Phase 1 is where the two IKEv1 peers establish a secure, authenticated channel with which to communicate. This is called the IKEv1 Security Association (SA). “Main Mode” and “Aggressive Mode” each accomplish a Phase 1 exchange.
Phase 2 is where Security Associations are negotiated on behalf of services such as IPsec […]. “Quick Mode” accomplishes a Phase 2 exchange.
Phase 1 allows two peers to calculate the key for data encryption without an explicit exchange of this key, and authenticate the peers.
Phase 1 Main mode consists of 3 exchanges:
1) Negotiation of protection mechanisms – an exchange of SAs
2) DF exchange – Diffie-Hellman public values and ancillary data (e.g. nonces)
3) Check of the Identity of the peer (this exchange is encrypted)
Each exchange consists of 2 messages: one from Initiator and one from Responder.
IKEv1 works over UDP port 500.
For more detailed message exchange depiction, please follow this link – Tech-invite: IPsec Guide – IKE Exchanges (Phase 1 and Phase 2)
IKEv1. Main Mode. Message 1 and 2
Initiator sends a list of possible sets of attributes that can be used for the IKEv1 Security Association:
– encryption algorithm
– hash algorithm
– authentication method (pre-shared key or certificates)
– information about a group over which to do Diffie-Hellman
– lifetime for this SA
Responder picks the one that is compliant with locally configured attributes. The Lifetime may not match: it is MIN (Initiator, Responder). The rest of the attributes in one set must match.
IKEv1. Main Mode. Message 3 and 4
Initiator and Responder exchange DH public values:
– Diffie-Hellman key values (KE)
After this exchange, each peer calculates SKEYID based on the information known only to the peers and information retrieved from this IKE negotiation. In case of pre-shared key authentication method, these values are pre-shared key and nonces of Initiator and Responder [RFC2409#Page-10]:
SKEYID = HASH function (pre-shared-key, Ni_b | Nr_b)
This SKEYID is used in calculation of:
– SKEYID_e – Phase 1 encryption key;
– SKEYID_a – Phase 1 authentication key;
– SKEYID_d – a value that will be used in the derivation of the Phase 2 keys.
NOTE: In Main Mode, to hide the identity, a secret symmetric key is generated. Before this, the pre-shared secret key must be selected. At this point the only data for the identification of the peer is the source address of the IKE message. Thus, the IP addresses that are used for pre-shared key configuration should not overlap. IOS IKEv1/IKEv2 Selection Rules for Keyrings and Profiles – Troubleshooting Guide gives a detailed examples of such cases.

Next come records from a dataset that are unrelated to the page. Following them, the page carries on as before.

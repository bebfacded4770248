//! # Sort orders
//!
//! The solver records solutions in whatever order its workers happen to find
//! them. Presentation wants them ranked.

use std::{
	cmp::Ordering,
	collections::HashSet,
	fmt::{self, Display, Formatter}
};

use crate::path::SearchPath;

/// How to rank solutions for presentation.
#[derive(Clone, Copy, Debug, Default, PartialEq, Eq, Hash)]
pub enum SortOrder
{
	/// Highest score first; ties broken alphabetically.
	#[default]
	Score,

	/// Alphabetically by word.
	Alphabet
}

impl SortOrder
{
	/// Compare two solutions according to this order. Solutions that spell the
	/// same word with the same score are ordered by their positions, so that
	/// the order is total.
	#[must_use]
	pub fn compare(&self, a: &SearchPath, b: &SearchPath) -> Ordering
	{
		let primary = match self
		{
			Self::Score => b.score().cmp(&a.score())
				.then_with(|| a.word().cmp(b.word())),
			Self::Alphabet => a.word().cmp(b.word())
				.then_with(|| b.score().cmp(&a.score()))
		};
		primary.then_with(|| a.positions().cmp(b.positions()))
	}

	/// Answer the other order.
	#[inline]
	#[must_use]
	pub fn toggle(self) -> Self
	{
		match self
		{
			Self::Score => Self::Alphabet,
			Self::Alphabet => Self::Score
		}
	}
}

impl Display for SortOrder
{
	fn fmt(&self, f: &mut Formatter) -> fmt::Result
	{
		match self
		{
			Self::Score => write!(f, "score"),
			Self::Alphabet => write!(f, "alphabet")
		}
	}
}

/// Sort the solutions in place.
pub fn sort_paths(paths: &mut [SearchPath], order: SortOrder)
{
	paths.sort_by(|a, b| order.compare(a, b));
}

/// Answer the distinct words among the solutions, ranked by the given order.
/// Each word appears once, at the rank of its best path.
#[must_use]
pub fn ranked_words(paths: &[SearchPath], order: SortOrder) -> Vec<String>
{
	let mut sorted = paths.iter().collect::<Vec<_>>();
	sorted.sort_by(|a, b| order.compare(a, b));
	let mut seen = HashSet::new();
	sorted.into_iter()
		.filter(|path| seen.insert(path.word()))
		.map(|path| path.word().to_string())
		.collect()
}

////////////////////////////////////////////////////////////////////////////////
//                                   Tests.                                   //
////////////////////////////////////////////////////////////////////////////////

#[cfg(test)]
mod test
{
	use crate::{
		board::{Board, Position},
		path::SearchPath,
		sort::{ranked_words, sort_paths, SortOrder}
	};

	/// Spell a word on the board by following the given positions.
	fn walk(board: &Board, positions: &[(usize, usize)]) -> SearchPath
	{
		let (x, y) = positions[0];
		let mut path = SearchPath::new(board, Position::new(x, y)).unwrap();
		for &(x, y) in &positions[1 ..]
		{
			path = path.extend(board, Position::new(x, y)).unwrap();
		}
		path
	}

	/// Some solutions on `ca/rt`, in discovery order.
	fn solutions(board: &Board) -> Vec<SearchPath>
	{
		vec![
			walk(board, &[(0, 0), (1, 0), (1, 1)]),
			walk(board, &[(0, 0), (1, 0), (0, 1), (1, 1)]),
			walk(board, &[(1, 0), (0, 0), (1, 1)]),
			walk(board, &[(0, 0), (1, 0), (0, 1)])
		]
	}

	/// Score order puts the longest words first, breaking ties alphabetically.
	#[test]
	fn test_score_order()
	{
		let board: Board = "ca/rt".parse().unwrap();
		let mut paths = solutions(&board);
		sort_paths(&mut paths, SortOrder::Score);
		let words = paths.iter().map(|p| p.word()).collect::<Vec<_>>();
		assert_eq!(words, vec!["cart", "act", "car", "cat"]);
	}

	/// Alphabet order ignores the score.
	#[test]
	fn test_alphabet_order()
	{
		let board: Board = "ca/rt".parse().unwrap();
		let mut paths = solutions(&board);
		sort_paths(&mut paths, SortOrder::Alphabet);
		let words = paths.iter().map(|p| p.word()).collect::<Vec<_>>();
		assert_eq!(words, vec!["act", "car", "cart", "cat"]);
	}

	/// Ranked words appear once each, however many paths spell them.
	#[test]
	fn test_ranked_words()
	{
		let board: Board = "aa/ba".parse().unwrap();
		let paths = vec![
			walk(&board, &[(0, 0), (0, 1)]),
			walk(&board, &[(1, 0), (0, 1)]),
			walk(&board, &[(0, 1), (1, 1)]),
			walk(&board, &[(0, 1), (0, 0), (1, 0)])
		];
		assert_eq!(
			ranked_words(&paths, SortOrder::Score),
			vec!["baa", "ab", "ba"]
		);
		assert_eq!(
			ranked_words(&paths, SortOrder::Alphabet),
			vec!["ab", "ba", "baa"]
		);
	}

	/// Toggling flips between the two orders.
	#[test]
	fn test_toggle()
	{
		assert_eq!(SortOrder::default(), SortOrder::Score);
		assert_eq!(SortOrder::Score.toggle(), SortOrder::Alphabet);
		assert_eq!(SortOrder::Alphabet.toggle(), SortOrder::Score);
		assert_eq!(SortOrder::Alphabet.to_string(), "alphabet");
	}
}
//! # Application
//!
//! The application state and logic, including the text-based user interface
//! (TUI).

use std::io;

use boggle_solver::{
	board::{random_glyphs, Board, BoardError},
	glyph::Glyph,
	path::SearchPath,
	solver::Solver,
	sort::{ranked_words, sort_paths, SortOrder}
};
use crossterm::event::{read, Event, KeyCode, KeyEvent, KeyEventKind, KeyModifiers};
use log::debug;
use ratatui::{
	buffer::Buffer,
	layout::{Alignment, Constraint, Direction, Layout, Rect},
	style::{Color, Style, Stylize},
	text::Line,
	widgets::{
		Block, BorderType, Borders, List, ListState, Paragraph,
		StatefulWidget, Widget
	},
	Frame
};

use crate::tui::Tui;

////////////////////////////////////////////////////////////////////////////////
//                                Application.                                //
////////////////////////////////////////////////////////////////////////////////

/// The application state.
#[must_use]
pub struct App
{
	/// Whether the application is running, and what it is showing.
	state: ExecutionState,

	/// The solver, which owns the dictionary.
	solver: Solver,

	/// The number of columns of the grid.
	width: usize,

	/// The number of rows of the grid.
	height: usize,

	/// The coordinates of the cursor. The first element is X, which
	/// corresponds to the column, and the second element is Y, which
	/// corresponds to the row. The origin is the top-left corner.
	cursor: (usize, usize),

	/// The content of the grid, linearized in row-major order. Empty cells
	/// are `None`.
	cells: Vec<Option<Glyph>>,

	/// How to rank the solution.
	order: SortOrder
}

// Public interface.
impl App
{
	/// Create a new application state, with an empty grid.
	///
	/// # Arguments
	///
	/// * `solver` - The solver to use for solving the board.
	/// * `width` - The number of columns of the grid.
	/// * `height` - The number of rows of the grid.
	///
	/// # Errors
	///
	/// [`BoardError::EmptyBoard`] if either dimension is zero.
	pub fn new(
		solver: Solver,
		width: usize,
		height: usize
	) -> Result<Self, BoardError>
	{
		if width == 0 || height == 0
		{
			return Err(BoardError::EmptyBoard { width, height })
		}
		Ok(Self {
			state: ExecutionState::Populating,
			solver,
			width,
			height,
			cursor: (0, 0),
			cells: vec![None; width * height],
			order: SortOrder::default()
		})
	}

	/// Run the application until the user exits, alternately rendering the
	/// application frame and processing an event.
	///
	/// # Arguments
	///
	/// * `tui` - The text-based user interface (TUI).
	///
	/// # Returns
	///
	/// The distinct words of the solution, ranked, or nothing if the user
	/// exits before solving.
	///
	/// # Errors
	///
	/// Any error that occurs while running the application.
	pub fn run(mut self, tui: &mut Tui) -> io::Result<Vec<String>>
	{
		while self.is_running()
		{
			tui.draw(|frame| self.render_frame(frame))?;
			self.process_event()?;
		}
		match self.state
		{
			ExecutionState::Exiting { solution } => Ok(solution),
			_ => Ok(vec![])
		}
	}

	/// Check if the application is running.
	#[inline]
	#[must_use]
	pub fn is_running(&self) -> bool
	{
		!matches!(self.state, ExecutionState::Exiting { .. })
	}
}

// Private implementation details.
impl App
{
	/// Move the cursor by the given deltas. Moves that would leave the grid
	/// are ignored.
	fn move_cursor(&mut self, dx: isize, dy: isize)
	{
		let x = self.cursor.0.checked_add_signed(dx);
		let y = self.cursor.1.checked_add_signed(dy);
		if let (Some(x), Some(y)) = (x, y)
		{
			if x < self.width && y < self.height
			{
				self.cursor = (x, y);
			}
		}
	}

	/// Move the cursor by the given number of cells in row-major order,
	/// wrapping between rows but not past either end of the grid. This
	/// supports tabbing through the cells.
	fn move_index(&mut self, di: isize)
	{
		if let Some(index) = self.current_index().checked_add_signed(di)
		{
			if index < self.cells.len()
			{
				self.cursor = (index % self.width, index / self.width);
			}
		}
	}

	/// Get the row-major index of the current cell.
	#[inline]
	#[must_use]
	fn current_index(&self) -> usize
	{
		self.cursor.1 * self.width + self.cursor.0
	}

	/// Set the current cell from a letter, then advance to the next cell.
	fn set(&mut self, letter: char)
	{
		if let Some(glyph) = Glyph::from_letter(letter)
		{
			let index = self.current_index();
			self.cells[index] = Some(glyph);
			self.move_index(1);
		}
	}

	/// Clear the content of the current cell.
	fn clear(&mut self)
	{
		let index = self.current_index();
		self.cells[index] = None;
	}

	/// Clear the contents of all cells.
	fn clear_all(&mut self)
	{
		self.cells.iter_mut().for_each(|cell| *cell = None);
	}

	/// Fill every cell with a random glyph.
	fn randomize(&mut self)
	{
		if let Ok(rows) = random_glyphs(self.width, self.height, &mut rand::rng())
		{
			self.cells = rows.into_iter().flatten().map(Some).collect();
		}
	}

	/// Solve the board, if every cell is filled. Otherwise do nothing; the UI
	/// already marks the empty cells.
	fn solve(&mut self)
	{
		let Some(glyphs) = self.cells.iter().copied().collect::<Option<Vec<_>>>()
		else {
			return
		};
		let rows = glyphs.chunks(self.width).map(<[Glyph]>::to_vec).collect();
		let board = match Board::from_glyphs(rows)
		{
			Ok(board) => board,
			Err(e) =>
			{
				debug!("Refusing to solve: {}", e);
				return
			}
		};
		self.solver.solve(&board);
		let mut solution = board.solutions();
		sort_paths(&mut solution, self.order);
		self.state = ExecutionState::Finished { solution, highlight: None };
	}

	/// Move the highlight through the solution. If nothing is highlighted,
	/// use the sign of the change to determine which end of the solution to
	/// start from, i.e., positive for the beginning and negative for the end.
	/// Moving past either end removes the highlight.
	fn move_highlight(&mut self, di: isize)
	{
		if let ExecutionState::Finished { ref solution, ref mut highlight, .. } =
			self.state
		{
			let len = solution.len();
			*highlight = match *highlight
			{
				Some(index) => index.checked_add_signed(di)
					.filter(|&index| index < len),
				None if len == 0 => None,
				None if di > 0 => Some(0),
				None => Some(len - 1)
			};
		}
	}

	/// Toggle the sort order, keeping the same solution highlighted.
	fn toggle_order(&mut self)
	{
		self.order = self.order.toggle();
		let order = self.order;
		if let ExecutionState::Finished { ref mut solution, ref mut highlight, .. } =
			self.state
		{
			let selected = highlight.map(|index| solution[index].clone());
			sort_paths(solution, order);
			*highlight = selected
				.and_then(|path| solution.iter().position(|p| *p == path));
		}
	}

	/// Return to editing the board, keeping its contents.
	fn edit(&mut self)
	{
		self.state = ExecutionState::Populating;
	}

	/// Mark the application for exit. The application will exit after the next
	/// iteration of the main loop.
	fn exit(&mut self)
	{
		let solution = match self.state
		{
			ExecutionState::Finished { ref solution, .. } =>
				ranked_words(solution, self.order),
			ExecutionState::Exiting { ref solution } => solution.clone(),
			ExecutionState::Populating => vec![]
		};
		self.state = ExecutionState::Exiting { solution };
	}

	/// Process the next event, blocking until one arrives.
	///
	/// # Errors
	///
	/// Any error that occurs while reading events.
	fn process_event(&mut self) -> io::Result<()>
	{
		match read()?
		{
			Event::Key(event) if event.kind == KeyEventKind::Press =>
				self.process_key_event(event),
			_ => {}
		}
		Ok(())
	}

	/// Process a key event according to the current state.
	fn process_key_event(&mut self, event: KeyEvent)
	{
		match self.state
		{
			ExecutionState::Populating =>
				self.process_key_event_populating(event),
			ExecutionState::Finished { .. } =>
				self.process_key_event_finished(event),
			ExecutionState::Exiting { .. } => {}
		}
	}

	/// Process a key event while [populating](ExecutionState::Populating) the
	/// board:
	///
	/// * Escape - Exit the application.
	/// * Up, Down, Left, Right - Move the cursor.
	/// * Tab, BackTab - Move the cursor to the next or previous cell.
	/// * Backspace, Delete - Clear the current cell.
	/// * Shift+Delete - Clear every cell.
	/// * Ctrl+R - Fill every cell at random.
	/// * Enter - Solve the board.
	/// * A-Z - Set the current cell, then advance. `Q` yields `Qu`.
	///
	/// # Arguments
	///
	/// * `event` - The key event to process.
	fn process_key_event_populating(&mut self, event: KeyEvent)
	{
		match event.code
		{
			KeyCode::Esc => self.exit(),
			KeyCode::Up => self.move_cursor(0, -1),
			KeyCode::Down => self.move_cursor(0, 1),
			KeyCode::Left => self.move_cursor(-1, 0),
			KeyCode::Right => self.move_cursor(1, 0),
			KeyCode::BackTab => self.move_index(-1),
			KeyCode::Tab => self.move_index(1),
			KeyCode::Delete if event.modifiers.contains(KeyModifiers::SHIFT) =>
				self.clear_all(),
			KeyCode::Backspace | KeyCode::Delete => self.clear(),
			KeyCode::Enter => self.solve(),
			KeyCode::Char('r') | KeyCode::Char('R')
				if event.modifiers.contains(KeyModifiers::CONTROL) =>
				self.randomize(),
			KeyCode::Char(c) if c.is_ascii_alphabetic() => self.set(c),
			_ => {}
		}
	}

	/// Process a key event while [reviewing](ExecutionState::Finished) the
	/// solution:
	///
	/// * Escape - Exit the application.
	/// * Up, Down - Move the highlight.
	/// * S - Toggle the sort order.
	/// * E - Return to editing the board.
	///
	/// # Arguments
	///
	/// * `event` - The key event to process.
	fn process_key_event_finished(&mut self, event: KeyEvent)
	{
		match event.code
		{
			KeyCode::Esc => self.exit(),
			KeyCode::Up => self.move_highlight(-1),
			KeyCode::Down => self.move_highlight(1),
			KeyCode::Char('s') | KeyCode::Char('S') => self.toggle_order(),
			KeyCode::Char('e') | KeyCode::Char('E') => self.edit(),
			_ => {}
		}
	}
}

////////////////////////////////////////////////////////////////////////////////
//                                 Rendering.                                 //
////////////////////////////////////////////////////////////////////////////////

impl App
{
	/// Render the application frame.
	fn render_frame(&self, frame: &mut Frame)
	{
		frame.render_widget(self, frame.area());
	}

	/// Split the area into the board and the solution list, drawing the
	/// board's frame along the way.
	///
	/// # Returns
	///
	/// The rows of the grid, top to bottom, and the area of the solution list.
	fn layout(&self, area: Rect, buf: &mut Buffer, help: &str)
		-> (Vec<Rect>, Rect)
	{
		let outer = Layout::default()
			.direction(Direction::Horizontal)
			.margin(1)
			.constraints([Constraint::Percentage(100), Constraint::Min(24)])
			.split(area);
		let mut constraints = vec![Constraint::Ratio(1, 2)];
		constraints.extend((0 .. self.height).map(|_| Constraint::Length(3)));
		constraints.push(Constraint::Ratio(1, 2));
		let rows = Layout::default()
			.direction(Direction::Vertical)
			.margin(2)
			.constraints(constraints)
			.split(outer[0]);
		Block::default()
			.borders(Borders::ALL)
			.border_style(Style::default().fg(Color::White))
			.title_top(Line::from("Board").centered())
			.title_top(Line::from("⎋ – exit".yellow().bold()).left_aligned())
			.title_bottom(Line::from(help.cyan()).centered())
			.render(outer[0], buf);
		(rows[1 ..= self.height].to_vec(), outer[1])
	}

	/// Render the grid. In the [populating](ExecutionState::Populating) state,
	/// the cursor is marked and empty cells are outlined in red. Otherwise, the
	/// highlighted path, if any, is numbered step by step.
	fn render_grid(
		&self,
		rows: &[Rect],
		buf: &mut Buffer,
		path: Option<&SearchPath>
	) {
		let populating = matches!(self.state, ExecutionState::Populating);
		for (y, row) in rows.iter().enumerate()
		{
			let columns = Layout::default()
				.direction(Direction::Horizontal)
				.constraints((0 .. self.width).map(|_| Constraint::Length(7)))
				.split(*row);
			for (x, area) in columns.iter().enumerate()
			{
				let index = y * self.width + x;
				let cell = self.cells[index];
				let text = cell.map(|g| g.to_string()).unwrap_or_default();
				let step = path.and_then(|p| {
					p.positions().iter().position(|pos| pos.x == x && pos.y == y)
				});
				let (label, style, border) = match step
				{
					Some(step) => (
						format!("{} {}", step + 1, text),
						Style::default().fg(Color::Black).bg(Color::Green),
						Color::Black
					),
					None if populating && index == self.current_index() => (
						text,
						Style::default().fg(Color::Black).bg(Color::Cyan),
						if cell.is_none() { Color::Red } else { Color::White }
					),
					None => (
						text,
						Style::default(),
						if cell.is_none() { Color::Red } else { Color::White }
					)
				};
				Paragraph::new(label)
					.block(
						Block::new()
							.border_type(BorderType::Rounded)
							.borders(Borders::ALL)
							.border_style(Style::default().fg(border))
					)
					.alignment(Alignment::Center)
					.style(style)
					.render(*area, buf);
			}
		}
	}

	/// Render the [populating](ExecutionState::Populating) UI.
	fn render_populating(&self, area: Rect, buf: &mut Buffer)
	{
		let (rows, side) = self.layout(
			area,
			buf,
			"←↑↓→ - move  ⇥ - next  ⇧⇥ - previous  A-Z - set  ⌫ - clear  \
				⇧⌦ - clear all  ^R - random  ↵ - solve"
		);
		self.render_grid(&rows, buf, None);
		Block::default()
			.title("Solution")
			.title_alignment(Alignment::Center)
			.borders(Borders::ALL)
			.render(side, buf);
	}

	/// Render the [finished](ExecutionState::Finished) UI.
	fn render_finished(
		&self,
		area: Rect,
		buf: &mut Buffer,
		solution: &[SearchPath],
		highlight: Option<usize>
	) {
		let (rows, side) = self.layout(
			area,
			buf,
			"↑↓ - select  s - sort  e - edit"
		);
		self.render_grid(&rows, buf, highlight.map(|index| &solution[index]));
		let mut list_state = ListState::default();
		list_state.select(highlight);
		let title = format!("Solution ({}, by {})", solution.len(), self.order);
		let list = List::new(solution.iter().map(ToString::to_string))
			.block(
				Block::default()
					.borders(Borders::ALL)
					.title_top(Line::from(title).centered())
			)
			.style(Style::default().fg(Color::White))
			.highlight_style(Style::default().fg(Color::Black).bg(Color::Green));
		StatefulWidget::render(&list, side, buf, &mut list_state);
	}
}

impl Widget for &App
{
	fn render(self, area: Rect, buf: &mut Buffer)
	{
		match self.state
		{
			ExecutionState::Populating => self.render_populating(area, buf),
			ExecutionState::Finished { ref solution, highlight } =>
				self.render_finished(area, buf, solution, highlight),
			ExecutionState::Exiting { .. } => {}
		}
	}
}

/// The execution state of the application.
#[derive(Debug)]
enum ExecutionState
{
	/// The user is populating the board.
	Populating,

	/// The board is solved, and the user is reviewing the solution.
	Finished {
		/// The solution paths, in the current sort order.
		solution: Vec<SearchPath>,

		/// The index of the highlighted solution, if any.
		highlight: Option<usize>
	},

	/// The application is exiting.
	Exiting {
		/// The distinct words of the solution, ranked.
		solution: Vec<String>
	}
}

////////////////////////////////////////////////////////////////////////////////
//                                   Tests.                                   //
////////////////////////////////////////////////////////////////////////////////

IKEv1. Main Mode. Message 5 and 6
From this point, all messages are encrypted. The following data is sent:
– HASH values that are build with use of SKEYID_a
– Identification payload (IPv4, IPv6, FQDN)
Once this is done, a secure authenticated bidirectional communication is established and IKEv1 Phase 2 starts (Quick mode)
IKEv1. Quick mode
Quick mode is used to establish tunnels for data transfer. During Quick mode the following is negotiated:
– Proxy ID local/remote – identify traffic that is a subject to be forwarded via IPSec tunnel (Source and Destination addresses/subnets)
– Encapsulation method (relevant to GRE traffic only)
– Protocol for authentication and/or encryption (AH or ESP)
A term “Proxy ID” is not used in RFC2409, although most vendors use it. RFC2409 uses a term “client identities” – IDci and IDcr [RFC2409#Page-17]:
The client identities are used to identify and direct traffic to the appropriate tunnel in cases where multiple tunnels exist between two peers and also to allow for unique and shared SAs with different granularities.
The AH protocol provides a mechanism for authentication only. This protocol does not encrypt the traffic, but simply authenticates the traffic to ensure that it came from the correct source and has not been modified. Data integrity is ensured by using a message digest that is generated by an algorithm such as HMAC-MD5 or HMAC-SHA.
The ESP protocol provides data confidentiality (encryption) and authentication (data integrity, data origin authentication, and replay protection). ESP can be used with confidentiality only, authentication only, or both confidentiality and authentication. When ESP provides authentication functions, it uses the same algorithms as AH, but the coverage is different. AH-style authentication authenticates the entire IP packet, including the outer IP header, while the ESP authentication mechanism authenticates only the IP datagram portion of the IP packet.
Quick mode consists of 3 messages:
Successful IKE exchange results in a secure tunnel – the IKE phase 1 tunnel – is only used for management traffic. This tunnel is used for establishing IKE phase 2 tunnels, which are used for a data transfer. Two IKE phase 2 tunnels are used: one is for inbound, the other is for outbound.